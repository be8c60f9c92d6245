//! Check orchestration
//!
//! A [`CheckManager`] owns one run at a time: a fixed pool of worker tasks
//! drains a pre-loaded job queue, each worker resolves the proxy kind, probes
//! the endpoint and folds the result into the shared records and statistics.
//! Operators steer the run with pause, resume and stop; workers react at job
//! boundaries only.
//!
//! Lock order is control, then records, then statistics. Callbacks are never
//! invoked while a lock is held.

use crate::error::StateError;
use crate::proxy::control::{ControlChannel, WorkerGate};
use crate::proxy::detect::Detector;
use crate::proxy::models::{ProxyKind, ProxyResult, ResultSetExt};
use crate::proxy::probe::{
    probe, ProbeTarget, TargetScheme, UpstreamProxy, DEFAULT_PROBE_TIMEOUT_SECS,
};
use crate::proxy::stats::{format_duration, RunStatistics, StatsTracker};
use futures::future::join_all;
use parking_lot::Mutex;
use serde::Serialize;
use std::collections::HashMap;
use std::fmt;
use std::sync::atomic::{AtomicUsize, Ordering};
use std::sync::Arc;
use std::time::{Duration, Instant};
use tokio::sync::mpsc::{self, UnboundedReceiver};
use tokio::task::JoinHandle;
use tracing::{debug, info, warn};
use uuid::Uuid;

/// Default number of concurrent workers
pub const DEFAULT_WORKERS: usize = 10;

/// Default liveness target; it answers with the caller's IP as plain text
pub const DEFAULT_TARGET: &str = "https://api.ipify.org";

/// How long [`CheckManager::wait_until_paused`] waits by default
pub const DEFAULT_PAUSE_TIMEOUT: Duration = Duration::from_secs(5);

const POLL_INTERVAL: Duration = Duration::from_millis(100);

/// Error text of results finalized by a forced stop
pub const FORCE_STOP_ERROR: &str = "check aborted by force stop";

/// Receives operator-facing progress lines
pub type LogCallback = Arc<dyn Fn(&str) + Send + Sync>;

/// Invoked after every state change worth re-rendering
pub type UpdateCallback = Arc<dyn Fn() + Send + Sync>;

/// Parameters of one run
#[derive(Debug, Clone)]
pub struct RunConfiguration {
    /// Endpoints in `host:port` form
    pub proxies: Vec<String>,
    /// Declared kind, `Auto` to detect per endpoint
    pub kind: ProxyKind,
    /// URL or `host:port` the probes talk to
    pub target: String,
    pub workers: usize,
    pub upstream: Option<UpstreamProxy>,
    /// Bound on each probe and each detection step
    pub timeout: Duration,
}

impl Default for RunConfiguration {
    fn default() -> Self {
        Self {
            proxies: Vec::new(),
            kind: ProxyKind::Http,
            target: DEFAULT_TARGET.to_string(),
            workers: DEFAULT_WORKERS,
            upstream: None,
            timeout: Duration::from_secs(DEFAULT_PROBE_TIMEOUT_SECS),
        }
    }
}

impl RunConfiguration {
    pub fn new(proxies: Vec<String>) -> Self {
        Self {
            proxies,
            ..Self::default()
        }
    }

    pub fn with_kind(mut self, kind: ProxyKind) -> Self {
        self.kind = kind;
        self
    }

    pub fn with_target(mut self, target: impl Into<String>) -> Self {
        self.target = target.into();
        self
    }

    /// At least one worker is always used
    pub fn with_workers(mut self, workers: usize) -> Self {
        self.workers = workers.max(1);
        self
    }

    pub fn with_upstream(mut self, upstream: Option<UpstreamProxy>) -> Self {
        self.upstream = upstream;
        self
    }

    pub fn with_timeout(mut self, timeout: Duration) -> Self {
        self.timeout = timeout;
        self
    }

    /// Whether a successful probe implies a TLS handshake through the proxy
    fn targets_tls(&self) -> bool {
        ProbeTarget::parse(&self.target)
            .map(|t| t.scheme == TargetScheme::Https)
            .unwrap_or(false)
    }
}

/// Lifecycle of the manager
#[derive(Debug, Clone, Copy, PartialEq, Eq, Serialize)]
#[serde(rename_all = "lowercase")]
pub enum RunState {
    Idle,
    Running,
    Paused,
    Completed,
    Stopped,
}

impl RunState {
    fn is_active(&self) -> bool {
        matches!(self, RunState::Running | RunState::Paused)
    }
}

/// Status line shown to the operator
#[derive(Debug, Clone, Copy, PartialEq, Eq)]
pub enum CheckStatus {
    Idle,
    Running,
    /// Pause requested, `paused` of `total` workers have reached a boundary
    Pausing { paused: usize, total: usize },
    Paused,
    /// Graceful stop requested, workers are finishing their current check
    Stopping,
    Stopped,
    Completed,
}

impl CheckStatus {
    /// Fraction of workers already paused, in `0.0..=1.0`
    pub fn pause_progress(&self) -> f64 {
        match self {
            CheckStatus::Pausing { paused, total } if *total > 0 => {
                (*paused as f64 / *total as f64).min(1.0)
            }
            CheckStatus::Pausing { .. } | CheckStatus::Paused => 1.0,
            _ => 0.0,
        }
    }
}

impl fmt::Display for CheckStatus {
    fn fmt(&self, f: &mut fmt::Formatter<'_>) -> fmt::Result {
        match self {
            CheckStatus::Idle => write!(f, "Idle"),
            CheckStatus::Running => write!(f, "Running"),
            CheckStatus::Pausing { paused, total } => {
                write!(f, "Pausing ({}/{} threads)", paused, total)
            }
            CheckStatus::Paused => write!(f, "Paused"),
            CheckStatus::Stopping => write!(f, "Stopping"),
            CheckStatus::Stopped => write!(f, "Stopped"),
            CheckStatus::Completed => write!(f, "Completed"),
        }
    }
}

#[derive(Clone)]
struct Callbacks {
    on_log: LogCallback,
    on_update: UpdateCallback,
}

impl Callbacks {
    fn log(&self, message: &str) {
        (self.on_log)(message);
    }

    fn update(&self) {
        (self.on_update)();
    }
}

struct Control {
    state: RunState,
    channel: ControlChannel,
    stop_requested: bool,
    /// Bumped on every start; late work from older runs is ignored
    generation: u64,
    worker_count: usize,
    run_id: Uuid,
    callbacks: Option<Callbacks>,
}

struct Records {
    results: Vec<ProxyResult>,
    /// Checks in progress, keyed by worker id
    in_flight: HashMap<usize, ProxyResult>,
    generation: u64,
    /// Set by a forced stop; nothing more is accepted for this generation
    sealed: bool,
}

impl Records {
    fn accepts(&self, generation: u64) -> bool {
        self.generation == generation && !self.sealed
    }
}

struct Shared {
    control: Mutex<Control>,
    records: Mutex<Records>,
    stats: StatsTracker,
    paused_workers: Arc<AtomicUsize>,
}

/// Concurrent proxy check orchestrator
///
/// Cheap to clone; clones share the same run.
#[derive(Clone)]
pub struct CheckManager {
    shared: Arc<Shared>,
}

impl Default for CheckManager {
    fn default() -> Self {
        Self::new()
    }
}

=== DESCRIPTION OF THE TASK ===
Exactly as it stands, output the whole listing.

=== ANSWER BOX ===
repository be8c60f9c92d6245
//! Check orchestration
//!
//! A [`CheckManager`] owns one run at a time: a fixed pool of worker tasks
//! drains a pre-loaded job queue, each worker resolves the proxy kind, probes
//! the endpoint and folds the result into the shared records and statistics.
//! Operators steer the run with pause, resume and stop; workers react at job
//! boundaries only.
//!
//! Lock order is control, then records, then statistics. Callbacks are never
//! invoked while a lock is held.

use crate::error::StateError;
use crate::proxy::control::{ControlChannel, WorkerGate};
use crate::proxy::detect::Detector;
use crate::proxy::models::{ProxyKind, ProxyResult, ResultSetExt};
use crate::proxy::probe::{
    probe, ProbeTarget, TargetScheme, UpstreamProxy, DEFAULT_PROBE_TIMEOUT_SECS,
};
use crate::proxy::stats::{format_duration, RunStatistics, StatsTracker};
use futures::future::join_all;
use parking_lot::Mutex;
use serde::Serialize;
use std::collections::HashMap;
use std::fmt;
use std::sync::atomic::{AtomicUsize, Ordering};
use std::sync::Arc;
use std::time::{Duration, Instant};
use tokio::sync::mpsc::{self, UnboundedReceiver};
use tokio::task::JoinHandle;
use tracing::{debug, info, warn};
use uuid::Uuid;

/// Default number of concurrent workers
pub const DEFAULT_WORKERS: usize = 10;

/// Default liveness target; it answers with the caller's IP as plain text
pub const DEFAULT_TARGET: &str = "https://api.ipify.org";

/// How long [`CheckManager::wait_until_paused`] waits by default
pub const DEFAULT_PAUSE_TIMEOUT: Duration = Duration::from_secs(5);

const POLL_INTERVAL: Duration = Duration::from_millis(100);

/// Error text of results finalized by a forced stop
pub const FORCE_STOP_ERROR: &str = "check aborted by force stop";

/// Receives operator-facing progress lines
pub type LogCallback = Arc<dyn Fn(&str) + Send + Sync>;

/// Invoked after every state change worth re-rendering
pub type UpdateCallback = Arc<dyn Fn() + Send + Sync>;

/// Parameters of one run
#[derive(Debug, Clone)]
pub struct RunConfiguration {
    /// Endpoints in `host:port` form
    pub proxies: Vec<String>,
    /// Declared kind, `Auto` to detect per endpoint
    pub kind: ProxyKind,
    /// URL or `host:port` the probes talk to
    pub target: String,
    pub workers: usize,
    pub upstream: Option<UpstreamProxy>,
    /// Bound on each probe and each detection step
    pub timeout: Duration,
}

impl Default for RunConfiguration {
    fn default() -> Self {
        Self {
            proxies: Vec::new(),
            kind: ProxyKind::Http,
            target: DEFAULT_TARGET.to_string(),
            workers: DEFAULT_WORKERS,
            upstream: None,
            timeout: Duration::from_secs(DEFAULT_PROBE_TIMEOUT_SECS),
        }
    }
}

impl RunConfiguration {
    pub fn new(proxies: Vec<String>) -> Self {
        Self {
            proxies,
            ..Self::default()
        }
    }

    pub fn with_kind(mut self, kind: ProxyKind) -> Self {
        self.kind = kind;
        self
    }

    pub fn with_target(mut self, target: impl Into<String>) -> Self {
        self.target = target.into();
        self
    }

    /// At least one worker is always used
    pub fn with_workers(mut self, workers: usize) -> Self {
        self.workers = workers.max(1);
        self
    }

    pub fn with_upstream(mut self, upstream: Option<UpstreamProxy>) -> Self {
        self.upstream = upstream;
        self
    }

    pub fn with_timeout(mut self, timeout: Duration) -> Self {
        self.timeout = timeout;
        self
    }

    /// Whether a successful probe implies a TLS handshake through the proxy
    fn targets_tls(&self) -> bool {
        ProbeTarget::parse(&self.target)
            .map(|t| t.scheme == TargetScheme::Https)
            .unwrap_or(false)
    }
}

/// Lifecycle of the manager
#[derive(Debug, Clone, Copy, PartialEq, Eq, Serialize)]
#[serde(rename_all = "lowercase")]
pub enum RunState {
    Idle,
    Running,
    Paused,
    Completed,
    Stopped,
}

impl RunState {
    fn is_active(&self) -> bool {
        matches!(self, RunState::Running | RunState::Paused)
    }
}

/// Status line shown to the operator
#[derive(Debug, Clone, Copy, PartialEq, Eq)]
pub enum CheckStatus {
    Idle,
    Running,
    /// Pause requested, `paused` of `total` workers have reached a boundary
    Pausing { paused: usize, total: usize },
    Paused,
    /// Graceful stop requested, workers are finishing their current check
    Stopping,
    Stopped,
    Completed,
}

impl CheckStatus {
    /// Fraction of workers already paused, in `0.0..=1.0`
    pub fn pause_progress(&self) -> f64 {
        match self {
            CheckStatus::Pausing { paused, total } if *total > 0 => {
                (*paused as f64 / *total as f64).min(1.0)
            }
            CheckStatus::Pausing { .. } | CheckStatus::Paused => 1.0,
            _ => 0.0,
        }
    }
}

impl fmt::Display for CheckStatus {
    fn fmt(&self, f: &mut fmt::Formatter<'_>) -> fmt::Result {
        match self {
            CheckStatus::Idle => write!(f, "Idle"),
            CheckStatus::Running => write!(f, "Running"),
            CheckStatus::Pausing { paused, total } => {
                write!(f, "Pausing ({}/{} threads)", paused, total)
            }
            CheckStatus::Paused => write!(f, "Paused"),
            CheckStatus::Stopping => write!(f, "Stopping"),
            CheckStatus::Stopped => write!(f, "Stopped"),
            CheckStatus::Completed => write!(f, "Completed"),
        }
    }
}

#[derive(Clone)]
struct Callbacks {
    on_log: LogCallback,
    on_update: UpdateCallback,
}

impl Callbacks {
    fn log(&self, message: &str) {
        (self.on_log)(message);
    }

    fn update(&self) {
        (self.on_update)();
    }
}

struct Control {
    state: RunState,
    channel: ControlChannel,
    stop_requested: bool,
    /// Bumped on every start; late work from older runs is ignored
    generation: u64,
    worker_count: usize,
    run_id: Uuid,
    callbacks: Option<Callbacks>,
}

struct Records {
    results: Vec<ProxyResult>,
    /// Checks in progress, keyed by worker id
    in_flight: HashMap<usize, ProxyResult>,
    generation: u64,
    /// Set by a forced stop; nothing more is accepted for this generation
    sealed: bool,
}

impl Records {
    fn accepts(&self, generation: u64) -> bool {
        self.generation == generation && !self.sealed
    }
}

struct Shared {
    control: Mutex<Control>,
    records: Mutex<Records>,
    stats: StatsTracker,
    paused_workers: Arc<AtomicUsize>,
}

/// Concurrent proxy check orchestrator
///
/// Cheap to clone; clones share the same run.
#[derive(Clone)]
pub struct CheckManager {
    shared: Arc<Shared>,
}

impl Default for CheckManager {
    fn default() -> Self {
        Self::new()
    }
}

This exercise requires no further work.